Do cukierni wróciła antyczna maszyna do robienia rurek z kremem. Pomógł rozgłos w Internecie
Jeszcze we wtorek Internet obiegła informacja o tym, że kultowa cukiernia w Warszawie została okradziona.
Właściciel cukierni "Rurki z Wiatraka" używał maszyny, którą przerobił jeszcze jego dziadek na potrzeby większej produkcji słodkiego specjału. Maszyna miała dla właściciela wartość sentymentalną. Maszyna wymagała co jakiś czas konserwacji. Zajmował się tym zaprzyjaźniony fachowiec, który z przyczyn osobistych musiał wyprowadzić się z Warszawy.

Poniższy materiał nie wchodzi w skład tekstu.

impl ThreadPool {
    pub fn new(config: PoolConfig) -> Result<Self> {
        config.validate()?;
        let shared = Arc::new(Shared {
            state: Mutex::new(PoolState {
                queue: VecDeque::new(),
                workers: HashMap::new(),
                next_worker_id: 0,
                superfluous: 0,
                idle: 0,
                stopping: None,
                reports: VecDeque::new(),
            }),
            work_available: Condvar::new(),
            used: AtomicUsize::new(0),
            enqueued: AtomicU64::new(0),
            monitor: Mutex::new(Monitor::new()),
            config,
        });
        {
            let mut state = shared.state.lock();
            let initial = shared.config.initial_threads;
            if shared.spawn_workers(&mut state, initial) == 0 {
                return Err(BrokerError::Internal("could not start any worker thread".into()));
            }
        }
        let pool = Self {
            monitor_stop: Mutex::new(None),
            shared,
        };
        pool.start_monitor()?;
        info!(
            "Thread pool started with {} threads (max {})",
            pool.shared.config.initial_threads, pool.shared.config.max_threads
        );
        Ok(pool)
    }

    fn start_monitor(&self) -> Result<()> {
        let interval = Duration::from_millis(self.shared.config.monitor_interval_ms);
        if interval.is_zero() {
            return Ok(());
        }
        let (stop_tx, stop_rx) = bounded::<()>(1);
        let shared = self.shared.clone();
        let handle = thread::Builder::new()
            .name("alcommon-pool-monitor".into())
            .spawn(move || loop {
                match stop_rx.recv_timeout(interval) {
                    Err(RecvTimeoutError::Timeout) => shared.run_monitor(),
                    _ => break,
                }
            })?;
        *self.monitor_stop.lock() = Some((stop_tx, handle));
        Ok(())
    }

    pub fn config(&self) -> &PoolConfig {
        &self.shared.config
    }

    /// Queues a task and wakes a worker. The task ID is fixed before any worker can see it.
    pub fn enqueue(&self, task: Task) -> Result<TaskId> {
        let id = task.id();
        {
            let mut state = self.shared.state.lock();
            if state.stopping.is_some() {
                return Err(BrokerError::Shutdown);
            }
            state.queue.push_back(task);
            if state.idle > 0 {
                self.shared.work_available.notify_one();
            } else {
                self.shared.work_available.notify_all();
            }
        }
        metrics::counter!("alcommon.pool.tasks_enqueued").increment(1);
        let count = self.shared.enqueued.fetch_add(1, Ordering::Relaxed) + 1;
        if count % self.shared.config.update_cycle == 0 {
            self.shared.run_monitor();
        }
        Ok(id)
    }

    /// Grows (`n > 0`) or shrinks (`n < 0`) the pool; refused outside `1..=max_threads`.
    pub fn adjust_thread(&self, n: isize) -> bool {
        self.shared.adjust_thread(n)
    }

    /// Forces a monitor pass.
    pub fn run_monitor(&self) {
        self.shared.run_monitor();
    }

    pub fn thread_count(&self) -> usize {
        self.shared.state.lock().active_threads()
    }

    pub fn used_threads(&self) -> usize {
        self.shared.used.load(Ordering::Acquire)
    }

    pub fn queued_tasks(&self) -> usize {
        self.shared.state.lock().queue.len()
    }

    pub fn compute_idle_sum(&self) -> Duration {
        self.shared.sample(false).idle_sum
    }

    pub fn reset_idle_sum(&self) {
        self.shared.sample(true);
    }

    /// Reports of ended tasks created with `auto_delete == false`.
    pub fn take_reports(&self) -> Vec<TaskReport> {
        self.shared.state.lock().reports.drain(..).collect()
    }

    pub fn is_stopping(&self) -> bool {
        self.shared.state.lock().stopping.is_some()
    }

    /// Stops the pool. Idempotent.
    pub fn shutdown(&self, mode: ShutdownMode) {
        let (handles, dropped) = {
            let mut state = self.shared.state.lock();
            if state.stopping.is_some() {
                return;
            }
            state.stopping = Some(mode);
            let dropped: Vec<Task> = match mode {
                ShutdownMode::Kill => state.queue.drain(..).collect(),
                ShutdownMode::Drain => Vec::new(),
            };
            let handles: Vec<JoinHandle<()>> = state
                .workers
                .values_mut()
                .filter_map(|slot| slot.handle.take())
                .collect();
            self.shared.work_available.notify_all();
            (handles, dropped)
        };
        if !dropped.is_empty() {
            info!("Thread pool dropping {} queued tasks", dropped.len());
        }
        // outside the lock: dropping a task releases whatever its job holds
        drop(dropped);

        if let Some((stop_tx, handle)) = self.monitor_stop.lock().take() {
            let _ = stop_tx.send(());
            let _ = handle.join();
        }

        match mode {
            ShutdownMode::Drain => {
                let me = thread::current().id();
                for handle in handles {
                    if handle.thread().id() == me {
                        continue;
                    }
                    if handle.join().is_err() {
                        error!("A worker thread panicked during shutdown");
                    }
                }
                info!("Thread pool drained");
            }
            ShutdownMode::Kill => info!("Thread pool killed"),
        }
    }
}

impl Drop for ThreadPool {
    fn drop(&mut self) {
        self.shutdown(ShutdownMode::Kill);
    }
}

impl std::fmt::Debug for ThreadPool {
    fn fmt(&self, f: &mut std::fmt::Formatter<'_>) -> std::fmt::Result {
        f.debug_struct("ThreadPool")
            .field("threads", &self.thread_count())
            .field("used", &self.used_threads())
            .field("queued", &self.queued_tasks())
            .finish()
    }
}
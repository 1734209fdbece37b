//! Type-erased bound methods.
//!
//! Any `Fn(P1, .., Pn) -> R` (n <= 6) or `Fn(&CallContext, P1, .., Pn) -> R` whose
//! parameters are [`ValueType`]s becomes one [`BoundMethod`], the single generic
//! dispatch path. The erased [`Functor`] marshals a `Value` parameter array into the
//! native tuple, and also exposes the native closure so same-process callers can skip
//! marshalling altogether.

use std::any::Any;
use std::sync::Arc;

use crate::context::CallContext;
use crate::value::{Binary, TypeTag, Value, ValueType};
use crate::{BrokerError, Result};

/// Upper bound on bound method arity.
pub const MAX_ARITY: usize = 6;

/// Native closure stored by a [`BoundMethod`].
pub type NativeFn<A, T> = Arc<dyn Fn(&CallContext, A) -> Result<T> + Send + Sync>;

/// Tuple of method parameters.
pub trait Args: Sized + Send + 'static {
    const ARITY: usize;

    fn tags() -> Vec<TypeTag>;

    fn from_params(params: &Value) -> Result<Self>;

    fn into_params(self) -> Value;
}

fn param_slice(params: &Value, arity: usize) -> Result<&[Value]> {
    let items: &[Value] = match params {
        Value::Array(items) => items,
        Value::Invalid => &[],
        other => {
            return Err(BrokerError::TypeMismatch(format!(
                "parameters must be an array, found {}",
                other.kind()
            )))
        }
    };
    if items.len() != arity {
        return Err(BrokerError::ArityMismatch(format!(
            "expected {} parameters, got {}",
            arity,
            items.len()
        )));
    }
    Ok(items)
}

fn param_error(index: usize, err: BrokerError) -> BrokerError {
    match err {
        BrokerError::TypeMismatch(msg) => {
            BrokerError::TypeMismatch(format!("parameter #{}: {}", index + 1, msg))
        }
        other => other,
    }
}

macro_rules! impl_args {
    ($n:expr; $($idx:tt $P:ident $p:ident),*) => {
        impl<$($P: ValueType),*> Args for ($($P,)*) {
            const ARITY: usize = $n;

            fn tags() -> Vec<TypeTag> {
                vec![$($P::TAG),*]
            }

            #[allow(unused_variables)]
            fn from_params(params: &Value) -> Result<Self> {
                let items = param_slice(params, $n)?;
                Ok(($($P::from_value(&items[$idx]).map_err(|e| param_error($idx, e))?,)*))
            }

            fn into_params(self) -> Value {
                let ($($p,)*) = self;
                Value::Array(vec![$($p.into_value()),*])
            }
        }
    };
}

impl_args!(0;);
impl_args!(1; 0 P1 p1);
impl_args!(2; 0 P1 p1, 1 P2 p2);
impl_args!(3; 0 P1 p1, 1 P2 p2, 2 P3 p3);
impl_args!(4; 0 P1 p1, 1 P2 p2, 2 P3 p3, 3 P4 p4);
impl_args!(5; 0 P1 p1, 1 P2 p2, 2 P3 p3, 3 P4 p4, 4 P5 p5);
impl_args!(6; 0 P1 p1, 1 P2 p2, 2 P3 p3, 3 P4 p4, 4 P5 p5, 5 P6 p6);

/// Value part of a method result: `()` for void methods.
pub trait ReturnValue: Sized + Send + 'static {
    const TAG: TypeTag;

    fn into_return(self) -> Value;

    /// Converts a call result; `None` means the callee is void.
    fn from_return(value: Option<Value>) -> Result<Self>;
}

/// What a bound method may return: a value, `()`, or `Result<value, BrokerError>`.
pub trait MethodReturn: Send + 'static {
    type Output: ReturnValue;

    fn into_output(self) -> Result<Self::Output>;
}

impl ReturnValue for () {
    const TAG: TypeTag = TypeTag::Void;

    fn into_return(self) -> Value {
        Value::Invalid
    }

    fn from_return(_value: Option<Value>) -> Result<Self> {
        Ok(())
    }
}

impl MethodReturn for () {
    type Output = ();

    fn into_output(self) -> Result<()> {
        Ok(())
    }
}

fn value_from_return<T: ValueType>(value: Option<Value>) -> Result<T> {
    match value {
        Some(v) => T::from_value(&v),
        None => Err(BrokerError::TypeMismatch(format!(
            "method returns void, {} was requested",
            T::TAG
        ))),
    }
}

macro_rules! impl_return {
    ($($t:ty),*) => {
        $(
            impl ReturnValue for $t {
                const TAG: TypeTag = <$t as ValueType>::TAG;

                fn into_return(self) -> Value {
                    self.into_value()
                }

                fn from_return(value: Option<Value>) -> Result<Self> {
                    value_from_return(value)
                }
            }

            impl MethodReturn for $t {
                type Output = $t;

                fn into_output(self) -> Result<$t> {
                    Ok(self)
                }
            }
        )*
    };
}

impl_return!(bool, i32, i64, f32, f64, String, Binary, Value);

impl<T: ValueType> ReturnValue for Vec<T> {
    const TAG: TypeTag = TypeTag::Array;

    fn into_return(self) -> Value {
        self.into_value()
    }

    fn from_return(value: Option<Value>) -> Result<Self> {
        value_from_return(value)
    }
}

impl<T: ValueType> MethodReturn for Vec<T> {
    type Output = Vec<T>;

    fn into_output(self) -> Result<Vec<T>> {
        Ok(self)
    }
}

impl<T: ReturnValue> MethodReturn for Result<T> {
    type Output = T;

    fn into_output(self) -> Result<T> {
        self
    }
}

/// Type-erased bound method.
pub trait Functor: Send + Sync {
    fn arity(&self) -> usize;

    fn param_tags(&self) -> Vec<TypeTag>;

    fn return_tag(&self) -> TypeTag;

    /// Unpacks `params`, invokes the method and packs the result
    /// (`Value::Invalid` for void methods).
    fn call(&self, ctx: &CallContext, params: &Value) -> Result<Value>;

    /// The stored [`NativeFn`], for same-process typed calls.
    fn native(&self) -> &(dyn Any + Send + Sync);
}

/// The one concrete functor: a native closure over a parameter tuple.
pub struct BoundMethod<A, T> {
    f: NativeFn<A, T>,
}

impl<A: Args, T: ReturnValue> BoundMethod<A, T> {
    pub fn new(f: NativeFn<A, T>) -> Self {
        Self { f }
    }
}

impl<A: Args, T: ReturnValue> Functor for BoundMethod<A, T> {
    fn arity(&self) -> usize {
        A::ARITY
    }

    fn param_tags(&self) -> Vec<TypeTag> {
        A::tags()
    }

    fn return_tag(&self) -> TypeTag {
        T::TAG
    }

    fn call(&self, ctx: &CallContext, params: &Value) -> Result<Value> {
        let args = A::from_params(params)?;
        (self.f)(ctx, args).map(ReturnValue::into_return)
    }

    fn native(&self) -> &(dyn Any + Send + Sync) {
        &self.f
    }
}

/// Calls the native closure when its signature is exactly `(A) -> T`;
/// hands the arguments back otherwise.
pub fn invoke_native<A: Args, T: ReturnValue>(
    functor: &dyn Functor,
    ctx: &CallContext,
    args: A,
) -> std::result::Result<Result<T>, A> {
    match functor.native().downcast_ref::<NativeFn<A, T>>() {
        Some(f) => Ok(f(ctx, args)),
        None => Err(args),
    }
}

/// Plain closures that can be bound as methods.
pub trait Method<A, R>: Send + Sync + 'static {
    fn into_functor(self) -> Arc<dyn Functor>;
}

/// Closures taking the [`CallContext`] as first parameter.
pub trait ContextMethod<A, R>: Send + Sync + 'static {
    fn into_functor(self) -> Arc<dyn Functor>;
}

macro_rules! impl_method {
    ($($P:ident $p:ident),*) => {
        impl<F, R, $($P),*> Method<($($P,)*), R> for F
        where
            F: Fn($($P),*) -> R + Send + Sync + 'static,
            R: MethodReturn,
            $($P: ValueType,)*
        {
            fn into_functor(self) -> Arc<dyn Functor> {
                let f: NativeFn<($($P,)*), R::Output> =
                    Arc::new(move |_ctx: &CallContext, ($($p,)*): ($($P,)*)| (self)($($p),*).into_output());
                Arc::new(BoundMethod::new(f))
            }
        }

        impl<F, R, $($P),*> ContextMethod<($($P,)*), R> for F
        where
            F: Fn(&CallContext, $($P),*) -> R + Send + Sync + 'static,
            R: MethodReturn,
            $($P: ValueType,)*
        {
            fn into_functor(self) -> Arc<dyn Functor> {
                let f: NativeFn<($($P,)*), R::Output> =
                    Arc::new(move |ctx: &CallContext, ($($p,)*): ($($P,)*)| (self)(ctx, $($p),*).into_output());
                Arc::new(BoundMethod::new(f))
            }
        }
    };
}

impl_method!();
impl_method!(P1 p1);
impl_method!(P1 p1, P2 p2);
impl_method!(P1 p1, P2 p2, P3 p3);
impl_method!(P1 p1, P2 p2, P3 p3, P4 p4);
impl_method!(P1 p1, P2 p2, P3 p3, P4 p4, P5 p5);
impl_method!(P1 p1, P2 p2, P3 p3, P4 p4, P5 p5, P6 p6);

Właściciel cukierni był zmuszony poszukać innego fachowca w Internecie. Natrafił na ogłoszenie na jednej z gorochowskich grup sąsiedzkich, gdzie reklamował swoje usługi fachowiec. Pan Piotr postanowił skorzystać z usług, fachowiec przyszedł po maszynę do cukierni. Nawet szybko miał ją naprawić, ponieważ po kilku dniach zadzwonił do pana Piotra, że maszyna jest jest gotowa, ale chciał szybkiego rozliczenia za usługę. Pan Piotr przelał fachowcowi pieniądze na konto, a ten jakby zniknął, a razem z nim maszyna do robienia rurek z kremem.
Zdesperowany właściciel cukierni razem ze swoimi pracownikami postanowili umieścić ogłoszenie w Internecie na Facebooku. Opublikowali smutny post o tym, że zaginęła im antyczna maszyna do robienia rurek. Odzew był niesamowity, o maszynie napisały niemal wszystkie media. Co poskutkowało tym, że "winowajca", czyli fachowiec, sam zgłosił się do pana Piotra. We wtorek zapewnił, że maszynę odda naprawioną w środę do 19:00.
Tak się stało. Oddał ją nawet przed czasem, o czym poinformował Pan Piotr w social mediach - Nasza królowa wróciła na miejsce! Dziękujemy Wam wszystkim za pomoc i nagłośnienie sprawy. Pan, który był winien, poniósł konsekwencje, odpokutował, więc zamykamy temat.
Swoją drogą cała ta sprawa podbiła popularność cukierni, ponieważ zaczęły ustawiać się tłumy po rurki, choć wcześniej cukiernia również nie narzekała na zainteresowanie.